Streamlit Applications¶

This work is licensed under a Creative Commons Attribution 4.0 International License.

Streamlit applications provide Python-based interactive tools for exploring fractals and computing fractal dimensions. These applications are ideal for scientific exploration and analysis.

Running Streamlit Apps¶

Quick Start¶

cd apps
pip install -r requirements.txt
streamlit run mandelbrot.py

Available Applications¶

Application	File	Description
Mandelbrot Explorer	`mandelbrot.py`	Interactive Mandelbrot set with zoom
Julia Set Generator	`julia.py`	Julia set visualization with parameter control
Branching Tree	`branching_tree.py`	Self-affine branching structure
Pythagoras Tree	`pythagoras_tree.py`	Classic Pythagoras tree fractal

Mandelbrot Explorer¶

Interactive exploration of the Mandelbrot set with:

Zoom controls: Click to zoom into regions of interest
Iteration depth: Adjust maximum iterations for detail
Color schemes: Multiple coloring algorithms
Export: Save high-resolution images

Usage¶

streamlit run apps/mandelbrot.py

Mathematical Background¶

The Mandelbrot set consists of complex numbers \( c \) where the sequence:

\[ z_0 = 0, \quad z_{n+1} = z_n^2 + c \]

remains bounded (i.e., \( |z_n| < 2 \) for all \( n \)).

Julia Set Generator¶

Generate Julia sets for any complex parameter \( c \).

Features¶

Parameter selection: Slider controls for real and imaginary parts of \( c \)
Connected vs disconnected: Visualize how the Julia set changes
Escape time coloring: Multiple algorithms
Animation: Animate through parameter space

Mathematical Background¶

For a fixed \( c \), the Julia set is the boundary of points \( z_0 \) for which:

\[ z_{n+1} = z_n^2 + c \]

remains bounded.

Branching Tree¶

Generate self-affine branching structures that model plant vascular networks.

Parameters¶

Parameter	Description	Range
Branching angle	Angle between child branches	0°-90°
Length ratio	Ratio of child to parent length	0.5-0.9
Width ratio	Ratio of child to parent width	0.5-0.9
Iterations	Number of branching levels	1-15

Self-Affinity¶

When length ratio ≠ width ratio, the tree exhibits self-affine scaling:

\[ \gamma = \frac{l_{k+1}}{l_k} \neq \xi = \frac{r_{k+1}}{r_k} \]
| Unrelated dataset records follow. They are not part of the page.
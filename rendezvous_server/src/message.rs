//! Wire envelopes
//!
//! Inbound frames are JSON objects carrying a `type` tag and a `roomId`; every
//! other field is opaque and relayed untouched. The only frame the server
//! builds itself is the `peer-joined` notice.

use crate::error::ClientRequestError;
use crate::state::RoomId;
use serde::Serialize;
use serde_json::Value;
use std::fmt;
use std::str::FromStr;

/// Recognized message tags plus a catch-all
#[derive(Debug, Clone, PartialEq, Eq)]
pub enum MessageType {
    Join,
    Offer,
    Answer,
    IceCandidate,
    Chat,
    Unknown(String),
}

impl MessageType {
    pub fn as_str(&self) -> &str {
        match self {
            MessageType::Join => "join",
            MessageType::Offer => "offer",
            MessageType::Answer => "answer",
            MessageType::IceCandidate => "ice-candidate",
            MessageType::Chat => "chat",
            MessageType::Unknown(tag) => tag,
        }
    }
}

impl From<&str> for MessageType {
    fn from(tag: &str) -> Self {
        match tag {
            "join" => MessageType::Join,
            "offer" => MessageType::Offer,
            "answer" => MessageType::Answer,
            "ice-candidate" => MessageType::IceCandidate,
            "chat" => MessageType::Chat,
            other => MessageType::Unknown(other.to_owned()),
        }
    }
}

impl fmt::Display for MessageType {
    fn fmt(&self, f: &mut fmt::Formatter<'_>) -> fmt::Result {
        f.write_str(self.as_str())
    }
}

/// The routing-relevant part of an inbound frame
#[derive(Debug, Clone, PartialEq, Eq)]
pub struct Envelope {
    pub kind: MessageType,
    pub room_id: RoomId,
}

impl FromStr for Envelope {
    type Err = ClientRequestError;

    /// Malformed JSON yields [`ClientRequestError::Json`]; a frame without a
    /// usable `roomId` yields [`ClientRequestError::MissingRoomId`].
    fn from_str(s: &str) -> Result<Self, Self::Err> {
        let value: Value = serde_json::from_str(s)?;
        let room_id = RoomId::new(field_text(&value, "roomId"))
            .ok_or(ClientRequestError::MissingRoomId)?;
        let kind = MessageType::from(field_text(&value, "type").as_str());
        Ok(Self { kind, room_id })
    }
}

/// Text form of a scalar field; missing, null and structured values read as ""
fn field_text(value: &Value, key: &str) -> String {
    match value.get(key) {
        Some(Value::String(s)) => s.clone(),
        Some(Value::Number(n)) => n.to_string(),
        Some(Value::Bool(b)) => b.to_string(),
        _ => String::new(),
    }
}

/// Frame the server synthesizes when a peer joins a room
#[derive(Debug, Serialize)]
pub struct PeerJoined<'a> {
    #[serde(rename = "type")]
    kind: &'static str,
    #[serde(rename = "roomId")]
    room_id: &'a RoomId,
    data: Option<Value>,
}

impl<'a> PeerJoined<'a> {
    pub fn new(room_id: &'a RoomId) -> Self {
        Self {
            kind: "peer-joined",
            room_id,
            data: None,
        }
    }
}

impl fmt::Display for PeerJoined<'_> {
    fn fmt(&self, f: &mut fmt::Formatter<'_>) -> fmt::Result {
        let json = serde_json::to_string(self).map_err(|_| fmt::Error)?;
        f.write_str(&json)
    }
}
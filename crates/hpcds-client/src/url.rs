/// Derives the dataset metadata URL from a server address and dataset id.
///
/// If `ip` already starts with `http://`, it is used literally as the
/// scheme+host prefix; otherwise `https://` is prepended. This matches the
/// server's convention of accepting either a bare host (assumed secured) or
/// an explicit scheme for local/plain-HTTP testing.
pub fn dataset_url(ip: &str, port: u16, uuid: &str) -> String {
    let scheme = if ip.starts_with("http://") { "" } else { "https://" };
    format!("{scheme}{ip}:{port}/datasets/{uuid}")
}
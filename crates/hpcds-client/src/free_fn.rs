use std::sync::Arc;

use hpcds_codec::{OwnedImage, VoxelGrid};
use hpcds_core::Vector3;
use hpcds_transport::BlockTransport;

use crate::{ClientError, DatasetClient};

/// Selector defaults for the top-level [`read_image`] and [`write_image`]
/// entry points.
///
/// Rust has no defaulted function parameters, so this struct plus
/// `..Default::default()` functional-update syntax is the idiomatic stand-in
/// for defaulted `channel`, `timepoint`, `angle`, `resolution`, and `version`
/// arguments.
#[derive(Debug, Clone, Copy)]
pub struct Selectors {
    /// Channel index. Defaults to `0`.
    pub channel: i32,
    /// Timepoint id. Defaults to `0`.
    pub timepoint: i32,
    /// Angle index. Defaults to `0`.
    pub angle: i32,
    /// Resolution level factor. Defaults to the base level `(1,1,1)`.
    pub resolution: Vector3<i32>,
    /// Dataset version. `None` resolves to the highest declared version.
    pub version: Option<i32>,
}

impl Default for Selectors {
    fn default() -> Self {
        Self {
            channel: 0,
            timepoint: 0,
            angle: 0,
            resolution: Vector3::splat(1),
            version: None,
        }
    }
}

fn latest_version(versions: &[i32]) -> i32 {
    versions.iter().copied().max().unwrap_or(0)
}

/// Reads the whole image for `(ip, port, uuid)` under `selectors`, fetching
/// metadata fresh.
pub fn read_image(
    transport: Arc<dyn BlockTransport>,
    ip: &str,
    port: u16,
    uuid: &str,
    selectors: Selectors,
) -> Result<OwnedImage, ClientError> {
    let client = DatasetClient::new(transport, ip, port, uuid);
    let properties = client.properties()?;
    let version = selectors.version.unwrap_or_else(|| latest_version(&properties.versions));
    client
        .get_view_with_properties(
            Arc::new(properties),
            selectors.channel,
            selectors.timepoint,
            selectors.angle,
            selectors.resolution,
            version,
        )
        .read_image()
}

/// Writes the whole image for `(ip, port, uuid)` under `selectors`, fetching
/// metadata fresh.
pub fn write_image(
    transport: Arc<dyn BlockTransport>,
    img: &dyn VoxelGrid,
    ip: &str,
    port: u16,
    uuid: &str,
    selectors: Selectors,
) -> Result<(), ClientError> {
    let client = DatasetClient::new(transport, ip, port, uuid);
    let properties = client.properties()?;
    let version = selectors.version.unwrap_or_else(|| latest_version(&properties.versions));
    client
        .get_view_with_properties(
            Arc::new(properties),
            selectors.channel,
            selectors.timepoint,
            selectors.angle,
            selectors.resolution,
            version,
        )
        .write_image(img)
}
use hpcds_core::{Vector3, VoxelType};

use crate::Voxel;

/// Read-only view the block codec needs from a caller's 3-D image
/// container.
///
/// The in-memory image container itself is an external collaborator; this
/// trait is the entire surface `hpcds-codec` depends on, so any container
/// type can plug in by implementing it.
pub trait VoxelGrid {
    /// The voxel scalar type this grid stores.
    fn voxel_type(&self) -> VoxelType;
    /// Voxel extent of this grid along each axis.
    fn extent(&self) -> Vector3<i32>;
    /// Reads the voxel at `coord`.
    ///
    /// # Panics
    /// May panic if `coord` is outside [`Self::extent`]; callers are
    /// expected to bounds-check before calling (the codec itself never
    /// reads outside a source region it was told is valid).
    fn get(&self, coord: Vector3<i32>) -> Voxel;
}

/// Mutable counterpart of [`VoxelGrid`], used as a decode destination.
pub trait VoxelGridMut: VoxelGrid {
    /// Writes `value` at `coord`.
    ///
    /// # Panics
    /// May panic if `coord` is outside [`VoxelGrid::extent`]; the block
    /// codec's decode routine never calls this out of bounds (it clips
    /// first), but other callers must bounds-check themselves.
    fn set(&mut self, coord: Vector3<i32>, value: Voxel);

    /// `true` when `coord` lies within [`VoxelGrid::extent`] on every axis.
    fn contains(&self, coord: Vector3<i32>) -> bool {
        let extent = self.extent();
        coord.x >= 0
            && coord.y >= 0
            && coord.z >= 0
            && coord.x < extent.x
            && coord.y < extent.y
            && coord.z < extent.z
    }
}

/// A simple owned voxel grid backed by one flat native-endian byte buffer.
///
/// This is the concrete container used by `hpcds-client` and by this
/// workspace's tests; a caller with their own image type implements
/// [`VoxelGrid`]/[`VoxelGridMut`] directly instead of going through this
/// type.
#[derive(Debug, Clone, PartialEq)]
pub struct OwnedImage {
    voxel_type: VoxelType,
    extent: Vector3<i32>,
    bytes: Vec<u8>,
}

impl OwnedImage {
    /// Allocates a zero-filled image of the given extent and voxel type.
    pub fn zeroed(extent: Vector3<i32>, voxel_type: VoxelType) -> Self {
        let len = extent.volume() as usize * voxel_type.element_size();
        Self {
            voxel_type,
            extent,
            bytes: vec![0; len],
        }
    }

    /// Raw native-endian backing bytes, in `(z, y, x)`-major order.
    pub fn as_bytes(&self) -> &[u8] {
        &self.bytes
    }

    fn offset(&self, coord: Vector3<i32>) -> usize {
        let e = self.extent;
        let linear = (coord.z as i64 * e.x as i64 * e.y as i64
            + coord.y as i64 * e.x as i64
            + coord.x as i64) as usize;
        linear * self.voxel_type.element_size()
    }
}

impl VoxelGrid for OwnedImage {
    fn voxel_type(&self) -> VoxelType {
        self.voxel_type
    }

    fn extent(&self) -> Vector3<i32> {
        self.extent
    }

    fn get(&self, coord: Vector3<i32>) -> Voxel {
        let off = self.offset(coord);
        let size = self.voxel_type.element_size();
        native_to_voxel(self.voxel_type, &self.bytes[off..off + size])
    }
}

impl VoxelGridMut for OwnedImage {
    fn set(&mut self, coord: Vector3<i32>, value: Voxel) {
        let off = self.offset(coord);
        let size = self.voxel_type.element_size();
        voxel_to_native(value, &mut self.bytes[off..off + size]);
    }
}

fn native_to_voxel(ty: VoxelType, bytes: &[u8]) -> Voxel {
    match ty {
        VoxelType::U8 => Voxel::U8(bytes[0]),
        VoxelType::U16 => Voxel::U16(u16::from_ne_bytes(bytes.try_into().unwrap())),
        VoxelType::U32 => Voxel::U32(u32::from_ne_bytes(bytes.try_into().unwrap())),
        VoxelType::U64 => Voxel::U64(u64::from_ne_bytes(bytes.try_into().unwrap())),
        VoxelType::I8 => Voxel::I8(bytes[0] as i8),
        VoxelType::I16 => Voxel::I16(i16::from_ne_bytes(bytes.try_into().unwrap())),
        VoxelType::I32 => Voxel::I32(i32::from_ne_bytes(bytes.try_into().unwrap())),
        VoxelType::I64 => Voxel::I64(i64::from_ne_bytes(bytes.try_into().unwrap())),
        VoxelType::F32 => Voxel::F32(f32::from_ne_bytes(bytes.try_into().unwrap())),
        VoxelType::F64 => Voxel::F64(f64::from_ne_bytes(bytes.try_into().unwrap())),
    }
}

fn voxel_to_native(value: Voxel, out: &mut [u8]) {
    match value {
        Voxel::U8(v) => out[0] = v,
        Voxel::U16(v) => out.copy_from_slice(&v.to_ne_bytes()),
        Voxel::U32(v) => out.copy_from_slice(&v.to_ne_bytes()),
        Voxel::U64(v) => out.copy_from_slice(&v.to_ne_bytes()),
        Voxel::I8(v) => out[0] = v as u8,
        Voxel::I16(v) => out.copy_from_slice(&v.to_ne_bytes()),
        Voxel::I32(v) => out.copy_from_slice(&v.to_ne_bytes()),
        Voxel::I64(v) => out.copy_from_slice(&v.to_ne_bytes()),
        Voxel::F32(v) => out.copy_from_slice(&v.to_ne_bytes()),
        Voxel::F64(v) => out.copy_from_slice(&v.to_ne_bytes()),
    }
}
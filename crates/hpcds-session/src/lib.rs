#![warn(missing_docs)]
//! # hpcds-session
//!
//! ## Purpose
//! Resolves the server-issued session URL for a `(dataset, resolution,
//! version)` tuple, which every subsequent block read or write is built on
//! top of.
//!
//! ## Responsibilities
//! - Build the session handshake URL.
//! - Issue the handshake request and extract the `Location` header.
//! - Tolerate a non-307 status without discarding a usable `Location`.
//!
//! ## Data flow
//! `hpcds-client` calls [`resolve_session_url`] once per `(resolution,
//! version)` pair before planning any block requests through
//! `hpcds-planner` and `hpcds-transport`.
//!
//! ## Ownership and lifetimes
//! Stateless: every call takes a borrowed transport and returns an owned
//! `String`.
//!
//! ## Error model
//! [`SessionError`] distinguishes a transport-layer failure from a
//! handshake that completed without a usable `Location` header.

mod error;
mod resolver;

pub use error::SessionError;
pub use resolver::resolve_session_url;
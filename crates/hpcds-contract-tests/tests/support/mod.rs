//! Shared in-memory fake server for end-to-end scenario tests.
//!
//! Models just enough of the HTTP surface described by the block addressing
//! model: a metadata GET, a session handshake redirect, and block GET/POST
//! keyed by coordinate suffix. No real network is involved.

use std::cell::RefCell;
use std::collections::HashMap;

use hpcds_transport::{BlockTransport, HttpMethod, HttpResponse, TransportError};

pub struct FakeServer {
    dataset_url: String,
    metadata_json: String,
    elem_size: usize,
    blocks: RefCell<HashMap<String, Vec<u8>>>,
    block_get_calls: RefCell<usize>,
}

impl FakeServer {
    pub fn new(dataset_url: impl Into<String>, metadata_json: impl Into<String>, elem_size: usize) -> Self {
        Self {
            dataset_url: dataset_url.into(),
            metadata_json: metadata_json.into(),
            elem_size,
            blocks: RefCell::new(HashMap::new()),
            block_get_calls: RefCell::new(0),
        }
    }

    /// Number of block-read GET requests issued so far (excludes the
    /// metadata fetch and session handshake).
    pub fn block_get_calls(&self) -> usize {
        *self.block_get_calls.borrow()
    }

    fn session_prefix(&self) -> &'static str {
        "http://session"
    }

    fn split_suffixes(suffix: &str) -> Vec<String> {
        let parts: Vec<&str> = suffix.split('/').filter(|s| !s.is_empty()).collect();
        parts
            .chunks(6)
            .map(|chunk| format!("/{}", chunk.join("/")))
            .collect()
    }

    fn payload_len(&self, payload: &[u8]) -> usize {
        let bx = u32::from_le_bytes(payload[0..4].try_into().unwrap()) as usize;
        let by = u32::from_le_bytes(payload[4..8].try_into().unwrap()) as usize;
        let bz = u32::from_le_bytes(payload[8..12].try_into().unwrap()) as usize;
        12 + bx * by * bz * self.elem_size
    }
}

impl BlockTransport for FakeServer {
    fn request(
        &self,
        url: &str,
        method: HttpMethod,
        body: Option<&[u8]>,
        _headers: &[(String, String)],
    ) -> Result<HttpResponse, TransportError> {
        if url == self.dataset_url {
            return Ok(HttpResponse {
                status: 200,
                headers: Vec::new(),
                body: self.metadata_json.as_bytes().to_vec(),
            });
        }

        if url.starts_with(&self.dataset_url) && url.ends_with("/read-write") {
            return Ok(HttpResponse {
                status: 307,
                headers: vec![(
                    "Location".to_string(),
                    self.session_prefix().to_string(),
                )],
                body: Vec::new(),
            });
        }

        let suffix = url
            .strip_prefix(self.session_prefix())
            .expect("block requests must target the session URL");

        match method {
            HttpMethod::Get => {
                *self.block_get_calls.borrow_mut() += 1;
                let mut out = Vec::new();
                for key in Self::split_suffixes(suffix) {
                    if let Some(payload) = self.blocks.borrow().get(&key) {
                        out.extend_from_slice(payload);
                    }
                }
                Ok(HttpResponse {
                    status: 200,
                    headers: Vec::new(),
                    body: out,
                })
            }
            HttpMethod::Post => {
                let body = body.unwrap_or(&[]);
                let mut offset = 0usize;
                for key in Self::split_suffixes(suffix) {
                    let len = self.payload_len(&body[offset..]);
                    self.blocks
                        .borrow_mut()
                        .insert(key, body[offset..offset + len].to_vec());
                    offset += len;
                }
                Ok(HttpResponse {
                    status: 200,
                    headers: Vec::new(),
                    body: Vec::new(),
                })
            }
        }
    }
}
use thiserror::Error;

use hpcds_codec::CodecError;
use hpcds_core::{CoreError, Vector3, VoxelType};
use hpcds_session::SessionError;
use hpcds_transport::TransportError;

use crate::SamplingMode;

/// Aggregate error type for every read/write entry point in this crate.
///
/// Wraps each collaborator's own error type by `#[from]` and adds the
/// validation-failure kinds that only make sense once a view's selectors
/// and a caller's coordinates/buffers are known.
#[derive(Debug, Error)]
pub enum ClientError {
    /// Transport-layer failure from a request.
    #[error("transport error: {0}")]
    Transport(#[from] TransportError),
    /// Session handshake failure.
    #[error("session error: {0}")]
    Session(#[from] SessionError),
    /// Block codec failure.
    #[error("codec error: {0}")]
    Codec(#[from] CodecError),
    /// Metadata parsing or geometry-query failure.
    #[error("core error: {0}")]
    Core(#[from] CoreError),
    /// A block coordinate has no strictly-positive effective size at the
    /// view's resolution.
    #[error("block coordinate {coord:?} is invalid at resolution {resolution:?}")]
    InvalidCoord {
        /// The offending block coordinate.
        coord: Vector3<i32>,
        /// The resolution level it was validated against.
        resolution: Vector3<i32>,
    },
    /// Two caller-supplied sequences that must be the same length differ.
    #[error("size mismatch: expected {expected}, got {got}")]
    SizeMismatch {
        /// Expected length or extent.
        expected: usize,
        /// Actual length or extent received.
        got: usize,
    },
    /// The caller's in-memory voxel type differs from the dataset's
    /// declared type.
    #[error("voxel type mismatch: dataset declares {wanted:?}, caller supplied {actual:?}")]
    TypeMismatch {
        /// The dataset's declared voxel type.
        wanted: VoxelType,
        /// The type the caller's buffer actually reported.
        actual: VoxelType,
    },
    /// The requested timepoint is not in the dataset's declared set.
    #[error("timepoint {0} is not declared for this dataset")]
    UnknownTimepoint(i32),
    /// The requested channel is out of range for this dataset.
    #[error("channel {0} is out of range for this dataset")]
    UnknownChannel(i32),
    /// The requested angle is out of range for this dataset.
    #[error("angle {0} is out of range for this dataset")]
    UnknownAngle(i32),
    /// A resampler does not implement the requested sampling mode.
    #[error("resampler does not support sampling mode {0:?}")]
    UnsupportedSamplingMode(SamplingMode),
}
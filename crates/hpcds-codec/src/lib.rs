#![warn(missing_docs)]
//! # hpcds-codec
//!
//! ## Purpose
//! Encodes and decodes the byte layout of one block payload between its
//! wire form and a caller-supplied 3-D destination region.
//!
//! ## Responsibilities
//! - Define the fixed block header and per-voxel wire representation.
//! - Decode a payload into an arbitrarily-offset destination sub-volume,
//!   clipping writes that fall outside it.
//! - Encode a source sub-volume into a payload ready to POST.
//!
//! ## Data flow
//! `hpcds-client` reads bytes off the wire via `hpcds-transport`, then calls
//! [`decode`] once per returned block segment; writes mirror this with
//! [`encode`].
//!
//! ## Ownership and lifetimes
//! This crate owns no buffers of its own; it borrows a payload slice and a
//! `&mut dyn VoxelGridMut` destination for the duration of one call.
//!
//! ## Error model
//! The only failure mode is a payload shorter than its declared header or
//! voxel volume ([`CodecError::ShortPayload`]); a voxel-type mismatch
//! between the caller's container and the dataset is the caller's
//! responsibility to avoid and is never raised here.

mod codec;
mod error;
mod grid;
mod voxel;

pub use codec::{decode, encode};
pub use error::CodecError;
pub use grid::{OwnedImage, VoxelGrid, VoxelGridMut};
pub use voxel::Voxel;
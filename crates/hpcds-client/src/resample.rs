use hpcds_codec::{OwnedImage, VoxelGrid, VoxelGridMut};
use hpcds_core::Vector3;

use crate::ClientError;

/// Pyramid-level downsampling strategy selectable by
/// [`crate::DatasetClient::write_with_pyramids`].
///
/// The kernel behind `Linear` and `Lanczos` is an external collaborator:
/// this crate only carries the enum tag and the contract a [`Resampler`]
/// must honor. [`NearestNeighbourResampler`] is the one kernel shipped here.
#[derive(Debug, Clone, Copy, PartialEq, Eq)]
pub enum SamplingMode {
    /// Each target voxel takes the value of its nearest source voxel.
    NearestNeighbour,
    /// Linear interpolation between neighbouring source voxels.
    Linear,
    /// Lanczos-windowed sinc interpolation.
    Lanczos,
}

/// Produces a resampled image of a target extent from a source grid.
pub trait Resampler {
    /// Resamples `src` to `target_extent` under `mode`.
    ///
    /// # Errors
    /// Implementations that don't support every [`SamplingMode`] should
    /// return [`ClientError::UnsupportedSamplingMode`] for the modes they
    /// don't.
    fn resample(
        &self,
        src: &dyn VoxelGrid,
        target_extent: Vector3<i32>,
        mode: SamplingMode,
    ) -> Result<OwnedImage, ClientError>;
}

/// The one resampling kernel shipped with this crate.
///
/// Maps each target coordinate to the source coordinate at the same
/// relative position, truncated toward zero — equivalent to sampling the
/// source on an evenly-spaced grid without interpolation.
pub struct NearestNeighbourResampler;

impl Resampler for NearestNeighbourResampler {
    fn resample(
        &self,
        src: &dyn VoxelGrid,
        target_extent: Vector3<i32>,
        mode: SamplingMode,
    ) -> Result<OwnedImage, ClientError> {
        if mode != SamplingMode::NearestNeighbour {
            return Err(ClientError::UnsupportedSamplingMode(mode));
        }

        let src_extent = src.extent();
        let mut out = OwnedImage::zeroed(target_extent, src.voxel_type());
        for tz in 0..target_extent.z {
            let sz = map_nearest(tz, src_extent.z, target_extent.z);
            for ty in 0..target_extent.y {
                let sy = map_nearest(ty, src_extent.y, target_extent.y);
                for tx in 0..target_extent.x {
                    let sx = map_nearest(tx, src_extent.x, target_extent.x);
                    out.set(
                        Vector3::new(tx, ty, tz),
                        src.get(Vector3::new(sx, sy, sz)),
                    );
                }
            }
        }
        Ok(out)
    }
}

fn map_nearest(target_coord: i32, src_len: i32, target_len: i32) -> i32 {
    if target_len == 0 {
        return 0;
    }
    (((target_coord as i64) * (src_len as i64)) / (target_len as i64)) as i32
}

#[cfg(test)]
mod tests {
    use super::*;
    use hpcds_codec::OwnedImage;
    use hpcds_core::VoxelType;

    #[test]
    fn s6_nearest_neighbour_downsample_by_half() {
        let mut src = OwnedImage::zeroed(Vector3::new(4, 4, 4), VoxelType::U8);
        for z in 0..4 {
            for y in 0..4 {
                for x in 0..4 {
                    let value = (x + y * 4 + z * 16) as u8;
                    src.set(Vector3::new(x, y, z), hpcds_codec::Voxel::U8(value));
                }
            }
        }

        let resampler = NearestNeighbourResampler;
        let out = resampler
            .resample(&src, Vector3::splat(2), SamplingMode::NearestNeighbour)
            .unwrap();

        assert_eq!(out.extent(), Vector3::splat(2));
        assert_eq!(out.get(Vector3::new(0, 0, 0)), src.get(Vector3::new(0, 0, 0)));
        assert_eq!(out.get(Vector3::new(1, 1, 1)), src.get(Vector3::new(2, 2, 2)));
    }

    #[test]
    fn unsupported_mode_is_rejected() {
        let src = OwnedImage::zeroed(Vector3::splat(2), VoxelType::U8);
        let resampler = NearestNeighbourResampler;
        let err = resampler
            .resample(&src, Vector3::splat(1), SamplingMode::Linear)
            .unwrap_err();
        assert!(matches!(err, ClientError::UnsupportedSamplingMode(SamplingMode::Linear)));
    }
}
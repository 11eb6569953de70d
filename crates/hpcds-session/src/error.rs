use thiserror::Error;

use hpcds_transport::TransportError;

/// Failure to obtain a session URL for a `(dataset, resolution, version)`
/// tuple.
#[derive(Debug, Error)]
pub enum SessionError {
    /// The transport layer failed before a response was received.
    #[error(transparent)]
    Transport(#[from] TransportError),
    /// The handshake response carried no `Location` header.
    #[error("session handshake returned no Location header")]
    NoSessionUrl,
}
This matches the predictions of Metabolic Scaling Theory.

Pythagoras Tree¶

The classic Pythagoras tree fractal using self-similar squares.

Features¶

Angle control: Adjust the branching angle (default 45°)
Depth control: Number of iterations
Symmetric vs asymmetric: Toggle symmetric branching
Color by depth: Visual hierarchy

Construction¶

Each iteration: 1. Draw a square on each leaf 2. Construct two smaller squares forming a right triangle 3. Repeat

With angle \( \theta \), the scaling factor is \( r = \cos\theta \).

Development Guide¶

Creating New Streamlit Apps¶

Create a new .py file in apps/:

import streamlit as st
import numpy as np
import matplotlib.pyplot as plt

st.title("My Fractal App")

# Parameters
iterations = st.slider("Iterations", 1, 100, 50)

# Computation
# ... your fractal algorithm ...

# Display
fig, ax = plt.subplots()
ax.imshow(result)
st.pyplot(fig)

Run with streamlit run apps/your_app.py

Dependencies¶

Key packages used:

streamlit: Web interface
numpy: Numerical computation
numba: JIT compilation for speed
matplotlib: Static visualization
plotly: Interactive visualization
scipy: Scientific algorithms
pillow: Image processing

Performance Tips¶

Use @st.cache_data for expensive computations
Use numba JIT for numerical loops
Consider WebGL alternatives for real-time interaction

Docker Deployment¶

For production deployment:

cd docker
docker build -t streamlit-fractals .
docker run -p 8501:8501 streamlit-fractals

The Dockerfile includes all dependencies and exposes port 8501.